Tally makes people less stressed and better off financially. We've built the first fully automated debt manager to help people overcome credit card debt. Currently at Series C with $92MM in funding and backing from top investors including Andreessen Horowitz and Kleiner Perkins, we are a team that is democratizing financial services to put billions of dollars back in people’s pockets. Tally’s vision is to automate people’s entire financial lives so they can worry about money less and do what they love more.
Are you driven to make a real-world impact while leveraging public cloud infrastructure, Kubernetes, and microservices? Do you love writing code to build efficient automated tools and infrastructure to save engineer’s time? If you answered yes to these questions, we would love to talk to you. We are looking for a Senior Site Reliability Engineer to join our SRE team to help us accelerate our Tally engineers’ ability to automate people’s entire financial lives.

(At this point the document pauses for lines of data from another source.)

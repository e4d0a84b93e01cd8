use std::collections::BTreeMap;

use crate::protocol::types::*;

/// A zone is a tree of records all belonging to the same apex domain
/// name.
///
/// Each owner name has a `Node`, and each node holds one `RecordSet`
/// per record type.  Nodes may be empty: they exist once they have
/// been asked for, whether or not anything has been put in them yet.
#[derive(Debug, Clone, PartialEq, Eq)]
pub struct Zone {
    /// The domain name which the records all belong to.
    apex: DomainName,

    /// Nodes, indexed by their fully-qualified name.  The apex node
    /// always exists.
    nodes: BTreeMap<DomainName, Node>,
}

impl Default for Zone {
    fn default() -> Self {
        Self::new(DomainName::root_domain())
    }
}

#[cfg(any(feature = "test-util", test))]
impl<'a> arbitrary::Arbitrary<'a> for Zone {
    fn arbitrary(u: &mut arbitrary::Unstructured<'a>) -> arbitrary::Result<Self> {
        let apex: DomainName = u.arbitrary()?;
        let mut zone = if apex.is_root() {
            Self::new(apex)
        } else {
            let soa = SOA {
                mname: u.arbitrary()?,
                rname: u.arbitrary()?,
                serial: u.arbitrary()?,
                refresh: u.arbitrary()?,
                retry: u.arbitrary()?,
                expire: u.arbitrary()?,
                minimum: u.arbitrary()?,
            };
            Self::with_soa(apex, soa)
        };

        let apex = zone.get_apex().clone();
        let len = u.int_in_range::<usize>(0..=64)?;
        for _ in 0..len {
            let relative: DomainName = u.arbitrary()?;
            let Some(name) = relative.make_subdomain_of(&apex) else {
                continue;
            };
            let ttl = u.arbitrary()?;
            zone.insert(&name, u.arbitrary()?, ttl);
        }

        Ok(zone)
    }
}

impl Zone {
    /// Construct a new, empty, zone.  This is not authoritative until
    /// a SOA is set.
    pub fn new(apex: DomainName) -> Self {
        let mut nodes = BTreeMap::new();
        nodes.insert(apex.clone(), Node::new(apex.clone()));
        Self { apex, nodes }
    }

    /// Construct a new zone with a SOA record at the apex.  The SOA
    /// record set gets the `minimum` field as its TTL.
    pub fn with_soa(apex: DomainName, soa: SOA) -> Self {
        let mut zone = Self::new(apex);
        zone.set_soa(soa);
        zone
    }

    /// Returns the apex domain.
    pub fn get_apex(&self) -> &DomainName {
        &self.apex
    }

    /// Returns true if the zone has a SOA record.
    pub fn is_authoritative(&self) -> bool {
        self.get_soa().is_some()
    }

    /// Return the SOA, if there is one.
    pub fn get_soa(&self) -> Option<SOA> {
        self.root()
            .records(RecordType::SOA)
            .and_then(|rs| rs.iter().next())
            .and_then(SOA::from_rdata)
    }

    /// Replace the SOA record, keeping the record set's TTL if there
    /// already is one.
    pub fn set_soa(&mut self, soa: SOA) {
        let ttl = soa.minimum;
        let rs = self.root_mut().records_mut(RecordType::SOA, ttl);
        rs.clear();
        rs.add(soa.to_rdata());
    }

    /// The node for the apex.
    #[allow(clippy::missing_panics_doc)]
    pub fn root(&self) -> &Node {
        // safe because the apex node is created in the constructor
        // and `remove_node` refuses to remove it
        self.nodes.get(&self.apex).unwrap()
    }

    /// The node for the apex, mutably.
    #[allow(clippy::missing_panics_doc)]
    pub fn root_mut(&mut self) -> &mut Node {
        // safe for the same reason as `root`
        self.nodes.get_mut(&self.apex).unwrap()
    }

    /// Get the node for a name, if it exists.
    pub fn node(&self, name: &DomainName) -> Option<&Node> {
        self.nodes.get(name)
    }

    /// Get the node for a name mutably, if it exists.
    pub fn node_mut(&mut self, name: &DomainName) -> Option<&mut Node> {
        self.nodes.get_mut(name)
    }

    /// Get the node for a name, creating an empty one if needed.
    /// Returns `None` if the name is not a subdomain of the apex.
    pub fn node_or_insert(&mut self, name: &DomainName) -> Option<&mut Node> {
        if !name.is_subdomain_of(&self.apex) {
            return None;
        }

        Some(
            self.nodes
                .entry(name.clone())
                .or_insert_with(|| Node::new(name.clone())),
        )
    }

    /// Remove a node and all its records.  The apex node cannot be
    /// removed, only emptied.
    pub fn remove_node(&mut self, name: &DomainName) -> Option<Node> {
        if name == &self.apex {
            None
        } else {
            self.nodes.remove(name)
        }
    }

    /// Insert a record for a domain.  This domain MUST be a subdomain
    /// of the apex, otherwise the record is dropped and `false`
    /// returned.
    ///
    /// If there is already a record set of this type at the name, its
    /// TTL is kept and the given TTL ignored.
    pub fn insert(&mut self, name: &DomainName, rtype_with_data: RecordTypeWithData, ttl: u32) -> bool {
        if let Some(node) = self.node_or_insert(name) {
            node.records_mut(rtype_with_data.rtype(), ttl)
                .add(rtype_with_data);
            true
        } else {
            false
        }
    }

    /// Iterate over all the nodes in the zone, in name order.
    pub fn nodes(&self) -> impl Iterator<Item = &Node> {
        self.nodes.values()
    }

    /// Return all the records in the zone, in name order.
    pub fn all_records(&self) -> Vec<ResourceRecord> {
        let mut rrs = Vec::new();
        for node in self.nodes.values() {
            for rs in node.rrsets.values() {
                for rdata in rs.iter() {
                    rrs.push(ResourceRecord {
                        name: node.name.clone(),
                        rtype_with_data: rdata.clone(),
                        ttl: rs.ttl,
                    });
                }
            }
        }
        rrs
    }

    /// Bump the SOA serial number using today's date.  See
    /// `next_serial` for the policy.  Returns the new serial, or
    /// `None` if the zone has no SOA.
    pub fn bump_serial(&mut self) -> Option<u32> {
        let today = chrono::Local::now().date_naive();
        self.bump_serial_on(today)
    }

    /// Like `bump_serial`, but for a given date.
    pub fn bump_serial_on(&mut self, today: chrono::NaiveDate) -> Option<u32> {
        let mut soa = self.get_soa()?;
        soa.serial = next_serial(soa.serial, today);
        let serial = soa.serial;
        self.set_soa(soa);
        Some(serial)
    }
}

/// Work out the next serial number in the `YYYYMMDDNN` convention:
/// the first serial for today if that is bigger than the current
/// one, otherwise the current one plus one.
///
/// Serials which have already run past today's date (because of
/// lots of edits, or because the zone never used the date convention)
/// just keep counting up.
pub fn next_serial(current: u32, today: chrono::NaiveDate) -> u32 {
    use chrono::Datelike;

    let first_of_today = u32::try_from(today.year())
        .ok()
        .and_then(|year| year.checked_mul(1_000_000))
        .and_then(|n| n.checked_add(today.month() * 10_000 + today.day() * 100));

    match first_of_today {
        Some(serial) if serial > current => serial,
        _ => current.wrapping_add(1),
    }
}

/// All the records for one owner name.
#[derive(Debug, Clone, PartialEq, Eq)]
pub struct Node {
    /// The fully-qualified owner name.
    name: DomainName,

    /// Records, one set per type.
    rrsets: BTreeMap<RecordType, RecordSet>,
}

impl Node {
    pub fn new(name: DomainName) -> Self {
        Self {
            name,
            rrsets: BTreeMap::new(),
        }
    }

    pub fn name(&self) -> &DomainName {
        &self.name
    }

    /// Returns true if there are no records at this name.
    pub fn is_empty(&self) -> bool {
        self.rrsets.values().all(RecordSet::is_empty)
    }

    /// Get the record set of a type, if there is one.
    pub fn records(&self, rtype: RecordType) -> Option<&RecordSet> {
        self.rrsets.get(&rtype)
    }

    /// Get the record set of a type, creating an empty one with the
    /// given TTL if there is none.
    pub fn records_mut(&mut self, rtype: RecordType, ttl: u32) -> &mut RecordSet {
        self.rrsets
            .entry(rtype)
            .or_insert_with(|| RecordSet::new(ttl))
    }

    /// Delete one record, if it is there.  The record set is kept even
    /// if it becomes empty.
    pub fn delete(&mut self, rtype_with_data: &RecordTypeWithData) -> bool {
        self.rrsets
            .get_mut(&rtype_with_data.rtype())
            .is_some_and(|rs| rs.delete(rtype_with_data))
    }

    /// Remove the whole record set of a type.
    pub fn remove_records(&mut self, rtype: RecordType) -> Option<RecordSet> {
        self.rrsets.remove(&rtype)
    }

    /// Iterate over the non-empty record sets, in type order.
    pub fn rrsets(&self) -> impl Iterator<Item = (RecordType, &RecordSet)> {
        self.rrsets
            .iter()
            .filter(|(_, rs)| !rs.is_empty())
            .map(|(rtype, rs)| (*rtype, rs))
    }
}

/// The records of one type at one name.  They share a TTL and do not
/// contain duplicates.
#[derive(Debug, Clone, PartialEq, Eq)]
pub struct RecordSet {
    pub ttl: u32,
    rdatas: Vec<RecordTypeWithData>,
}

impl RecordSet {
    pub fn new(ttl: u32) -> Self {
        Self {
            ttl,
            rdatas: Vec::new(),
        }
    }

    /// Add a record.  Returns `false` if it was already present.
    pub fn add(&mut self, rtype_with_data: RecordTypeWithData) -> bool {
        if self.rdatas.contains(&rtype_with_data) {
            false
        } else {
            self.rdatas.push(rtype_with_data);
            true
        }
    }

    /// Remove a record.  Returns `false` if it was not present.
    pub fn delete(&mut self, rtype_with_data: &RecordTypeWithData) -> bool {
        let before = self.rdatas.len();
        self.rdatas.retain(|r| r != rtype_with_data);
        self.rdatas.len() != before
    }

    pub fn clear(&mut self) {
        self.rdatas.clear();
    }

    pub fn len(&self) -> usize {
        self.rdatas.len()
    }

    pub fn is_empty(&self) -> bool {
        self.rdatas.is_empty()
    }

    pub fn iter(&self) -> std::slice::Iter<'_, RecordTypeWithData> {
        self.rdatas.iter()
    }
}

/// A SOA record.
#[derive(Debug, Clone, PartialEq, Eq)]
#[cfg_attr(any(feature = "test-util", test), derive(arbitrary::Arbitrary))]
pub struct SOA {
    pub mname: DomainName,
    pub rname: DomainName,
    pub serial: u32,
    pub refresh: u32,
    pub retry: u32,
    pub expire: u32,
    pub minimum: u32,
}

impl SOA {
    /// Extract the fields from a SOA RDATA.  Returns `None` for any
    /// other type.
    pub fn from_rdata(rtype_with_data: &RecordTypeWithData) -> Option<Self> {
        if let RecordTypeWithData::SOA {
            mname,
            rname,
            serial,
            refresh,
            retry,
            expire,
            minimum,
        } = rtype_with_data
        {
            Some(Self {
                mname: mname.clone(),
                rname: rname.clone(),
                serial: *serial,
                refresh: *refresh,
                retry: *retry,
                expire: *expire,
                minimum: *minimum,
            })
        } else {
            None
        }
    }

    /// Convert it into a SOA RDATA
    pub fn to_rdata(&self) -> RecordTypeWithData {
        RecordTypeWithData::SOA {
            mname: self.mname.clone(),
            rname: self.rname.clone(),
            serial: self.serial,
            refresh: self.refresh,
            retry: self.retry,
            expire: self.expire,
            minimum: self.minimum,
        }
    }
}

At Tally, the Site Reliability Engineering team builds developer tools and manages cloud and IT infrastructure and systems that enable Engineering and Product teams to ship products quickly, securely, and with quality. Our team empowers Tally engineers to become more effective and productive through automation, tooling, and IT systems. Please come collaborate with us to make our teams even more effective at helping people achieve their financial goals.
Core Technologies: Kubernetes, ELK, Prometheus, Postgres RDS, Redis, Puppet, Terraform, Scala, SBT, CI/CD (Jenkins, Bamboo, Gitlab) and various AWS services such as EC2, RDS, EMR, ECS, Redshift, etc.
What you'll do:
- Design, build and deploy infrastructure systems for managing our public cloud environment using containers, microservices, and next-generation orchestration and monitoring tools and technologies.
- Design, develop and maintain robust CI/CD tools and pipelines
- Architect Tally’s build, deploy, and release systems to be more reliable, faster, secure, and optimized in our public cloud.
- Build self-service capabilities to empower other engineering teams to self-provision, troubleshoot, and manage various application environments
What you'll bring:
- Expert knowledge in at least one server-side programming languages (e.g. Scala, Java, Go, Python)
- Experience with container lifecycle, orchestration, and monitoring tools and processes (Kubernetes, ECS, Prometheus) and microservices architecture
- Proficiency with CI/CD tools (e.g. Jenkins, Bamboo, Gitlab, Spinnaker, Harness, CircleCI, etc)
- Experience with distributed streaming, messages systems, and datastores (Kafka, EMR, Postgres, DynamoDB)
- A passion for promoting a DevOps culture, with a specific focus on process automation (e.g. Continuous X -- integration, delivery, deployment, verification)
- Ability to thrive in a startup/fast-paced environment
- Prior experience managing Akka cluster a plus